▸ Instructions to follow
For this exercise, report every line of the material that includes "impl".

Provided records section start

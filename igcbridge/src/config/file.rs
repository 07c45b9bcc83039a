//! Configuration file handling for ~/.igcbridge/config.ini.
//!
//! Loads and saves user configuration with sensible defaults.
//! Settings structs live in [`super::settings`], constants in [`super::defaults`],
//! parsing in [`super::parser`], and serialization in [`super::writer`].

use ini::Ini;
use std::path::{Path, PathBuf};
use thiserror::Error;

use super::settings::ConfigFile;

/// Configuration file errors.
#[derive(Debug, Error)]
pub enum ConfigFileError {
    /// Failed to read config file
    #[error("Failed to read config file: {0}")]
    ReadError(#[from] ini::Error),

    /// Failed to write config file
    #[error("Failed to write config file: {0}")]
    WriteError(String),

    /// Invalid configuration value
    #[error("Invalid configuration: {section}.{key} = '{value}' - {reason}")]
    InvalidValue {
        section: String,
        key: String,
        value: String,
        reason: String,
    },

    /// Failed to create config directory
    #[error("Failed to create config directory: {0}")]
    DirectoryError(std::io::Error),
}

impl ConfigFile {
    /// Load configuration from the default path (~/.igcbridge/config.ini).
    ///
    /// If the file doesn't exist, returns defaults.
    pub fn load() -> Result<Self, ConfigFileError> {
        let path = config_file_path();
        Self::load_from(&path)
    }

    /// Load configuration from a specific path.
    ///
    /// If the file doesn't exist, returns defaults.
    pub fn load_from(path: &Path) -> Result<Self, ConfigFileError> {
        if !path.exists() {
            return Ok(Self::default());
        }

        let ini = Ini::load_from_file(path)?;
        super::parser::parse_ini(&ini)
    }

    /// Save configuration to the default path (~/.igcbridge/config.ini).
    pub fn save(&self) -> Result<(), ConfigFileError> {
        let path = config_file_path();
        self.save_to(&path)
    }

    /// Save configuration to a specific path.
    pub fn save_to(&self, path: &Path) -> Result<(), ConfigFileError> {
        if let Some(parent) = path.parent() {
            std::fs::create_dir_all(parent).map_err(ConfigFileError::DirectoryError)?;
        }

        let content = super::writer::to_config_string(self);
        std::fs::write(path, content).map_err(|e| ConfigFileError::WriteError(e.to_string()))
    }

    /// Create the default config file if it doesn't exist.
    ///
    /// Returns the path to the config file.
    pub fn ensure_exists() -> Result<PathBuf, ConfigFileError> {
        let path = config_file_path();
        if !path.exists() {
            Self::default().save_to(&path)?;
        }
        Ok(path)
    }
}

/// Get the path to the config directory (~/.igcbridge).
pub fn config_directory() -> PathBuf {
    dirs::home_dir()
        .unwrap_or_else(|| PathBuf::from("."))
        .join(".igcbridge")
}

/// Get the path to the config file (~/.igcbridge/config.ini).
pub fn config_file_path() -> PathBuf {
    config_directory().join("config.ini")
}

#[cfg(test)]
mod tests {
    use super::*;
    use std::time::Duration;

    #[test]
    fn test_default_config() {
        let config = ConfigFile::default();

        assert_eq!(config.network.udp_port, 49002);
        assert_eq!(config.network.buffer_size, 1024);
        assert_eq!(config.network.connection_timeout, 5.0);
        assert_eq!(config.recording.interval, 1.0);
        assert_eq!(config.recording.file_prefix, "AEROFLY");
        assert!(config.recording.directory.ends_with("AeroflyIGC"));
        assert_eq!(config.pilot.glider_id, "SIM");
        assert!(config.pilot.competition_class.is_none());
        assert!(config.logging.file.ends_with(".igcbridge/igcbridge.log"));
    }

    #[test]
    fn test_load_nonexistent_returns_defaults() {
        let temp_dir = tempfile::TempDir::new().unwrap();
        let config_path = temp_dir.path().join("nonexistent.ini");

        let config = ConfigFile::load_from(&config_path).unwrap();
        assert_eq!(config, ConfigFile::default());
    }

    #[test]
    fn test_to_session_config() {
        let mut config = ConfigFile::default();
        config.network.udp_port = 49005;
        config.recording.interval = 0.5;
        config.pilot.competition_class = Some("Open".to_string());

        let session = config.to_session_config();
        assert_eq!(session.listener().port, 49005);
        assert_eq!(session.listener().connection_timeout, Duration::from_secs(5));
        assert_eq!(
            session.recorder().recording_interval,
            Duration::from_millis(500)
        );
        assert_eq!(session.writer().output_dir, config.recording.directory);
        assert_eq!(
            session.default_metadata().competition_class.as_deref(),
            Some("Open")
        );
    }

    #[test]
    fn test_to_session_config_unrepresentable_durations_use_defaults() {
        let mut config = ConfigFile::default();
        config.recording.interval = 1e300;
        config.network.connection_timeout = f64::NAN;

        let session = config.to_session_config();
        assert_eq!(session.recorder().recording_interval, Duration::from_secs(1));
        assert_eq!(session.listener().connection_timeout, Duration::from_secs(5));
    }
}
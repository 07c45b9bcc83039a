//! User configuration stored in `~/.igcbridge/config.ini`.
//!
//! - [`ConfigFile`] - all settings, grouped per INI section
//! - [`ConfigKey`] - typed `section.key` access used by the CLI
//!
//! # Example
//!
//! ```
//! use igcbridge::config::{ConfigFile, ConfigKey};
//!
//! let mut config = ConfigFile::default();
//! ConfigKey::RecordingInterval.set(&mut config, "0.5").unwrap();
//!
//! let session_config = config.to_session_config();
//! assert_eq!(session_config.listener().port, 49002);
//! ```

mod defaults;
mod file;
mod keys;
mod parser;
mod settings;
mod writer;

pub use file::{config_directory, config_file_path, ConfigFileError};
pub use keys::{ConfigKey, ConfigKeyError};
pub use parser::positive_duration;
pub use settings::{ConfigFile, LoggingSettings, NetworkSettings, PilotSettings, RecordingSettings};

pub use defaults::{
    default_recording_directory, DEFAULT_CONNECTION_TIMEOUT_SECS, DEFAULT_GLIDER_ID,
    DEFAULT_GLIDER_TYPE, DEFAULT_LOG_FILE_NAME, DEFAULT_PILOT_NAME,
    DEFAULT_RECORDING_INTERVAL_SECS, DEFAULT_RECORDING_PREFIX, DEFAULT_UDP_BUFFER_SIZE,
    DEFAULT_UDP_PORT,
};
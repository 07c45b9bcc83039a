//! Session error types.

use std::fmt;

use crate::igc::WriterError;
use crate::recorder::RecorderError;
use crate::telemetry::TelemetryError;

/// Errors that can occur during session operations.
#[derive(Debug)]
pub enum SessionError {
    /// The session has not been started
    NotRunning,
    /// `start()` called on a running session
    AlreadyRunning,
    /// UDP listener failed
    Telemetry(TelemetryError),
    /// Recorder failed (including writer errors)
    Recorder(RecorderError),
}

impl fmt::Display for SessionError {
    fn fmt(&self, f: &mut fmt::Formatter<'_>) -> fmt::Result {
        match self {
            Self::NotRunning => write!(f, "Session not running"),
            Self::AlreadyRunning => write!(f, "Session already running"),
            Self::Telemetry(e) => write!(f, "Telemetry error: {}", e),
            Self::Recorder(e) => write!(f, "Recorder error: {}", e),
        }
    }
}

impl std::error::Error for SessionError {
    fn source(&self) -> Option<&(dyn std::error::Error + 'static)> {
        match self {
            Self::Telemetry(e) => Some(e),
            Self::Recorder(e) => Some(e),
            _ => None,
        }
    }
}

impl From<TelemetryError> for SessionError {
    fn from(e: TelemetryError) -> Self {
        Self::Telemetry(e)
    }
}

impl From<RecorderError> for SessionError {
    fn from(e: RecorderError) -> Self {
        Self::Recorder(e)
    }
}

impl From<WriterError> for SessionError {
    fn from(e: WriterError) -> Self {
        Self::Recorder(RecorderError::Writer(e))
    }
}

Provided records section end

▸ Solved exercise
impl ConfigFile {
impl fmt::Display for SessionError {
impl std::error::Error for SessionError {
impl From<TelemetryError> for SessionError {
impl From<RecorderError> for SessionError {
impl From<WriterError> for SessionError {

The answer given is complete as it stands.